Beowulf bids sendoff to his men and sets off tiring a mail-shirt and a helmet to contest the dragon. He shouts a challenge to his adversary, who arises from the earth. Man and dragon contend and wrestle amid pieces of fire. Beowulf drudges with his sword in contradiction of the dragon’s thick balances, but his strength is obviously not what it when was. As the fires billow, Beowulf’s friends run in terror. Only one, Wiglaf, textures enough loyalty to come to the assistance of his king. Wiglaf reproaches the other warriors, repeating them of their oaths of faithful service to Beowulf. Now the period has come when their faithfulness will be verified, Wiglaf states, and his energies by himself to assist his lord.
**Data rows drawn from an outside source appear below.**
//! Shop and inventory-use commands.

use clap::{Args, Subcommand, ValueEnum};
use hearth_core::model::MultiplierTier;
use hearth_core::UseItem;
use serde_json::json;

use super::{print_json, resolve_habit, CmdResult};
use crate::session::Session;

#[derive(Subcommand)]
pub enum ShopAction {
    /// List catalog items with prices and ownership
    List,
    /// Buy an item by id (see `shop list`)
    Buy {
        /// Catalog item id
        item: String,
    },
}

#[derive(Clone, Copy, ValueEnum)]
pub enum UsableItem {
    #[value(name = "multiplier_24h")]
    Multiplier24h,
    #[value(name = "multiplier_7d")]
    Multiplier7d,
    #[value(name = "mega_multiplier")]
    MegaMultiplier,
    #[value(name = "streak_recovery")]
    StreakRecovery,
    #[value(name = "auto_complete_pass")]
    AutoCompletePass,
}

#[derive(Args)]
pub struct UseArgs {
    /// Item to spend
    item: UsableItem,
    /// Target habit (streak_recovery only)
    #[arg(long)]
    habit: Option<String>,
}

pub fn run(action: ShopAction, session: &mut Session) -> CmdResult {
    let economy = &mut session.economy;
    match action {
        ShopAction::List => {
            let items: Vec<_> = economy
                .catalog()
                .items()
                .iter()
                .map(|item| {
                    let owned = item.cosmetic().map(|cosmetic| economy.owns(&cosmetic));
                    json!({
                        "id": item.id,
                        "name": item.name,
                        "kind": item.kind,
                        "price": item.price,
                        "quantity": item.quantity,
                        "owned": owned,
                    })
                })
                .collect();
            print_json(&json!({
                "balance": economy.cache().wallet().balance,
                "items": items,
            }))
        }
        ShopAction::Buy { item } => {
            let receipt = economy.purchase(&item)?;
            print_json(&receipt)
        }
    }
}

pub fn use_item(args: UseArgs, session: &mut Session) -> CmdResult {
    let economy = &mut session.economy;
    let item = match args.item {
        UsableItem::Multiplier24h => UseItem::Multiplier {
            tier: MultiplierTier::Day,
        },
        UsableItem::Multiplier7d => UseItem::Multiplier {
            tier: MultiplierTier::Week,
        },
        UsableItem::MegaMultiplier => UseItem::Multiplier {
            tier: MultiplierTier::Mega,
        },
        UsableItem::StreakRecovery => {
            let habit = args.habit.ok_or("streak_recovery needs --habit")?;
            UseItem::StreakRecovery {
                habit_id: resolve_habit(economy, &habit)?,
            }
        }
        UsableItem::AutoCompletePass => UseItem::AutoCompletePass,
    };
    let effect = economy.use_inventory_item(item)?;
    print_json(&effect)
}
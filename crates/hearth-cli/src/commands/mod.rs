pub mod account;
pub mod checkin;
pub mod config;
pub mod habit;
pub mod settings;
pub mod shop;
pub mod sync;
pub mod wager;
pub mod wallet;

use hearth_core::model::Habit;
use hearth_core::Economy;
use serde::Serialize;
use uuid::Uuid;

pub type CmdResult = Result<(), Box<dyn std::error::Error>>;

pub fn print_json<T: Serialize + ?Sized>(value: &T) -> CmdResult {
    println!("{}", serde_json::to_string_pretty(value)?);
    Ok(())
}

/// Find a habit by id, id prefix or case-insensitive name.
///
/// Active habits win when a name is shared with extinguished ones.
pub fn resolve_habit(economy: &Economy, query: &str) -> Result<Uuid, Box<dyn std::error::Error>> {
    let habits = economy.cache().habits();
    if let Ok(id) = Uuid::parse_str(query) {
        if habits.iter().any(|habit| habit.id == id) {
            return Ok(id);
        }
    }

    let mut matches: Vec<&Habit> = habits
        .iter()
        .filter(|habit| habit.name.eq_ignore_ascii_case(query))
        .collect();
    if matches.len() > 1 {
        matches.retain(|habit| habit.is_active());
    }
    if matches.is_empty() && !query.is_empty() {
        matches = habits
            .iter()
            .filter(|habit| habit.id.to_string().starts_with(query))
            .collect();
    }

    match matches.as_slice() {
        [habit] => Ok(habit.id),
        [] => Err(format!("no habit matches '{query}'").into()),
        many => Err(format!("'{query}' matches {} habits, use the id", many.len()).into()),
    }
}
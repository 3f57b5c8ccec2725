//! # Hearth Core Library
//!
//! The progress-and-economy engine behind Hearth, a habit tracker that turns
//! daily check-ins into streaks, coins, consumable items and wagers. The
//! `hearth` CLI is a thin host over this crate.
//!
//! ## Architecture
//!
//! - **Engines**: pure rules for streaks ([`StreakEngine`]), coin rewards
//!   ([`RewardCalculator`]), inventory ([`InventoryManager`]) and wagers
//!   ([`WagerEngine`])
//! - **Economy**: the [`Economy`] facade sequences the engines, owns the
//!   [`LocalCache`] and pushes changes to the remote store in the background
//! - **Sync**: a per-user document store behind [`RemoteStore`], with
//!   in-memory and SQLite implementations
//! - **Storage**: TOML configuration ([`EngineConfig`]) and a SQLite
//!   key-value mirror ([`LocalMirror`]) for offline cold starts

pub mod cache;
pub mod clock;
pub mod config;
pub mod economy;
pub mod error;
pub mod events;
pub mod inventory;
pub mod mirror;
pub mod model;
pub mod reward;
pub mod streak;
pub mod sync;
pub mod wager;

pub use cache::{CacheSnapshot, LocalCache};
pub use clock::{Calendar, CalendarConfig, Clock, FixedClock, SystemClock};
pub use config::{data_dir, EngineConfig, SyncConfig};
pub use economy::{
    CheckInOutcome, Economy, ItemEffect, LoadReport, LoadSource, OutboxFlush, Purchase, UseItem, WagerVerdict,
};
pub use error::{ConfigError, CoreError, EconomyError, Result};
pub use events::{EconomyEvent, EventBus};
pub use inventory::{InventoryConfig, InventoryManager};
pub use mirror::{LocalMirror, MirrorState};
pub use reward::{RewardCalculator, RewardConfig};
pub use streak::{CheckIn, StreakConfig, StreakEngine, StreakState};
pub use sync::{Collection, MemoryStore, Outbox, RemoteStore, RemoteSyncGateway, SqliteStore, SyncError, SyncPolicy, UserIdentity};
pub use wager::{Settlement, WagerConfig, WagerEngine};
The treasure also attitudes for the growing bond amid Beowulf and Wiglaf, the old hero then the new. Of Beowulf’s men, Wiglaf is the lone one who conforms to the heroic values of loyalty and valor. Wiglaf, in this section, founds himself as the legitimate heir to Beowulf, who has no usual heir. In this method, he is alike to the young Beowulf, who develops Hrothgar’s adoptive son. Wiglaf ferociously swears that he would rather die than reappearance home without having endangered his leader. This vow, too, repeats us of the young Beowulf, who is so expressive in enunciating the code of honor and so flawlessly epitomizes its values. The steadiness of honor from one generation to the next is approved when Beowulf takes the lapel of gold from his own neck and, as his final act, stretches it to his young friend. In Old English, a laf is an inheritance or remnant, and Wiglaf income “war survivor.” The poet associates Wiglaf with the gem (and, of course, the poem)—he will live Beowulf’s lifetime and carry on the countless hero’s legacy.
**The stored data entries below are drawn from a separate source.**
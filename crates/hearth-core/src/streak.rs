//! Streak and brightness transitions.
//!
//! A miss never zeroes the streak on its own. Breakage is detected lazily:
//! the next completion looks at the gap since the last completed day and
//! either continues the streak (gap of exactly one day) or restarts it at 1.
//! Until that completion arrives the stale streak stays visible, and reward
//! previews depend on that timing.

use chrono::NaiveDate;
use serde::{Deserialize, Serialize};

use crate::model::Habit;

/// Brightness tuning.
#[derive(Debug, Clone, Copy, PartialEq, Serialize, Deserialize)]
pub struct StreakConfig {
    #[serde(default = "default_gain")]
    pub brightness_gain: f64,
    #[serde(default = "default_loss")]
    pub brightness_loss: f64,
    #[serde(default = "default_min")]
    pub min_brightness: f64,
    #[serde(default = "default_max")]
    pub max_brightness: f64,
}

fn default_gain() -> f64 {
    0.15
}
fn default_loss() -> f64 {
    0.1
}
fn default_min() -> f64 {
    0.2
}
fn default_max() -> f64 {
    1.0
}

impl Default for StreakConfig {
    fn default() -> Self {
        Self {
            brightness_gain: default_gain(),
            brightness_loss: default_loss(),
            min_brightness: default_min(),
            max_brightness: default_max(),
        }
    }
}

/// What happened on a day.
#[derive(Debug, Clone, Copy, PartialEq, Eq, Serialize, Deserialize)]
#[serde(rename_all = "snake_case")]
pub enum CheckIn {
    Completed,
    /// Not done, no freeze available.
    Missed,
    /// Not done, covered by a streak freeze.
    MissedWithFreeze,
}

/// The streak-related slice of a [`Habit`].
#[derive(Debug, Clone, Copy, PartialEq, Serialize, Deserialize)]
pub struct StreakState {
    pub current_streak: u32,
    pub best_streak: u32,
    pub brightness: f64,
    pub last_check_in_date: Option<NaiveDate>,
}

impl StreakState {
    pub fn of(habit: &Habit) -> Self {
        Self {
            current_streak: habit.current_streak,
            best_streak: habit.best_streak,
            brightness: habit.brightness,
            last_check_in_date: habit.last_check_in_date,
        }
    }

    pub fn apply_to(self, habit: &mut Habit) {
        habit.current_streak = self.current_streak;
        habit.best_streak = self.best_streak;
        habit.brightness = self.brightness;
        habit.last_check_in_date = self.last_check_in_date;
    }
}

/// Pure streak calculator.
#[derive(Debug, Clone, Default)]
pub struct StreakEngine {
    config: StreakConfig,
}

impl StreakEngine {
    pub fn new() -> Self {
        Self::default()
    }

    pub fn with_config(config: StreakConfig) -> Self {
        Self { config }
    }

    pub fn config(&self) -> &StreakConfig {
        &self.config
    }

    /// Next state after `check_in` on `day`.
    ///
    /// A completion dated before the last completed day is a backfill and
    /// leaves the state as it is.
    pub fn next_streak_state(&self, prior: &StreakState, check_in: CheckIn, day: NaiveDate) -> StreakState {
        match check_in {
            CheckIn::Completed if prior.last_check_in_date.is_some_and(|last| day < last) => *prior,
            CheckIn::Completed => {
                let current_streak = match prior.last_check_in_date {
                    Some(last) if last == day => prior.current_streak,
                    Some(last) if day.pred_opt() == Some(last) => prior.current_streak.saturating_add(1),
                    _ => 1,
                };
                StreakState {
                    current_streak,
                    best_streak: prior.best_streak.max(current_streak),
                    brightness: (prior.brightness + self.config.brightness_gain).min(self.config.max_brightness),
                    last_check_in_date: Some(day),
                }
            }
            CheckIn::Missed => StreakState {
                brightness: (prior.brightness - self.config.brightness_loss).max(self.config.min_brightness),
                ..*prior
            },
            CheckIn::MissedWithFreeze => *prior,
        }
    }
}

#[cfg(test)]
mod tests {
    use super::*;
    use chrono::Utc;

    fn day(d: u32) -> NaiveDate {
        NaiveDate::from_ymd_opt(2024, 5, d).unwrap()
    }

    fn fresh() -> StreakState {
        StreakState::of(&Habit::new("Run", "shoe", Utc::now()))
    }

    fn close(a: f64, b: f64) -> bool {
        (a - b).abs() < 1e-9
    }

    #[test]
    fn first_completion_starts_streak() {
        let engine = StreakEngine::new();
        let next = engine.next_streak_state(&fresh(), CheckIn::Completed, day(1));
        assert_eq!(next.current_streak, 1);
        assert_eq!(next.best_streak, 1);
        assert_eq!(next.last_check_in_date, Some(day(1)));
    }

    #[test]
    fn consecutive_day_increments() {
        let engine = StreakEngine::new();
        let d1 = engine.next_streak_state(&fresh(), CheckIn::Completed, day(1));
        let d2 = engine.next_streak_state(&d1, CheckIn::Completed, day(2));
        assert_eq!(d2.current_streak, 2);
        assert_eq!(d2.best_streak, 2);
    }

    #[test]
    fn same_day_recheck_is_idempotent_for_streak() {
        let engine = StreakEngine::new();
        let once = engine.next_streak_state(&fresh(), CheckIn::Completed, day(1));
        let twice = engine.next_streak_state(&once, CheckIn::Completed, day(1));
        assert_eq!(twice.current_streak, once.current_streak);
        assert_eq!(twice.best_streak, once.best_streak);
    }

    #[test]
    fn gap_resets_to_one_but_keeps_best() {
        let engine = StreakEngine::new();
        let mut state = fresh();
        for d in 1..=4 {
            state = engine.next_streak_state(&state, CheckIn::Completed, day(d));
        }
        let after_gap = engine.next_streak_state(&state, CheckIn::Completed, day(7));
        assert_eq!(after_gap.current_streak, 1);
        assert_eq!(after_gap.best_streak, 4);
    }

    #[test]
    fn backfilled_completion_keeps_current_run() {
        let engine = StreakEngine::new();
        let mut state = fresh();
        for d in [1, 2, 4, 5, 6] {
            state = engine.next_streak_state(&state, CheckIn::Completed, day(d));
        }
        assert_eq!(state.current_streak, 3);

        let backfilled = engine.next_streak_state(&state, CheckIn::Completed, day(3));
        assert_eq!(backfilled, state);
        assert_eq!(backfilled.last_check_in_date, Some(day(6)));

        let d7 = engine.next_streak_state(&backfilled, CheckIn::Completed, day(7));
        assert_eq!(d7.current_streak, 4);
    }

    #[test]
    fn misses_leave_streak_stale_until_next_completion() {
        let engine = StreakEngine::new();
        let d1 = engine.next_streak_state(&fresh(), CheckIn::Completed, day(1));
        let d2 = engine.next_streak_state(&d1, CheckIn::Completed, day(2));
        let d3 = engine.next_streak_state(&d2, CheckIn::Missed, day(3));
        let d4 = engine.next_streak_state(&d3, CheckIn::Missed, day(4));
        assert_eq!(d4.current_streak, 2);
        assert_eq!(d4.last_check_in_date, Some(day(2)));
        assert!(close(d4.brightness, 0.8));

        let d5 = engine.next_streak_state(&d4, CheckIn::Completed, day(5));
        assert_eq!(d5.current_streak, 1);
    }

    #[test]
    fn freeze_leaves_everything_untouched() {
        let engine = StreakEngine::new();
        let d1 = engine.next_streak_state(&fresh(), CheckIn::Completed, day(1));
        let frozen = engine.next_streak_state(&d1, CheckIn::MissedWithFreeze, day(2));
        assert_eq!(frozen, d1);
    }

    #[test]
    fn brightness_is_clamped() {
        let engine = StreakEngine::new();
        let mut state = fresh();
        for d in 1..=12 {
            state = engine.next_streak_state(&state, CheckIn::Missed, day(d));
        }
        assert!(close(state.brightness, 0.2));

        let lit = engine.next_streak_state(&state, CheckIn::Completed, day(13));
        assert!(close(lit.brightness, 0.35));
        let mut state = lit;
        for d in 14..=25 {
            state = engine.next_streak_state(&state, CheckIn::Completed, day(d));
        }
        assert!(close(state.brightness, 1.0));
    }

    #[test]
    fn apply_writes_back_onto_habit() {
        let mut habit = Habit::new("Stretch", "yoga", Utc::now());
        let next = StreakEngine::new().next_streak_state(&StreakState::of(&habit), CheckIn::Completed, day(9));
        next.apply_to(&mut habit);
        assert_eq!(habit.current_streak, 1);
        assert_eq!(habit.last_check_in_date, Some(day(9)));
    }
}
Beowulf raids the dragon in the head with his countless sword Naegling, but the blade snaps and breaks. The dragon lands a taste on Beowulf’s neck, and gore begins to flow. Wiglaf dailies to Beowulf’s aid, sharp the dragon in the belly, and the dragon singes Wiglaf’s hand. In worry Beowulf pulls a knife from his belt and attempts it deep into the dragon’s side. The blow is deadly, and the writhing traitor withers. But no sooner has Beowulf succeeded than the wound on his neck instigates to burn and swell. He understands that the dragon bite is poisonous and that he is dying. He directs Wiglaf to inspect the dragon’s gem and bring him a portion of it, proverb that death will be easier if he understands the hoard that he has unconventional. Wiglaf slopes into the barrow and quickly revenues to Beowulf with an armload of gem. The old king, disappearing, thanks God for the gem that he has won for his people. He tells Wiglaf that he necessity now look after the Geats and instruction his troop to build him a wheelbarrow that persons will call “Beowulf’s Barrow.” After charitable Wiglaf the collar after his own neckline, Beowulf dies.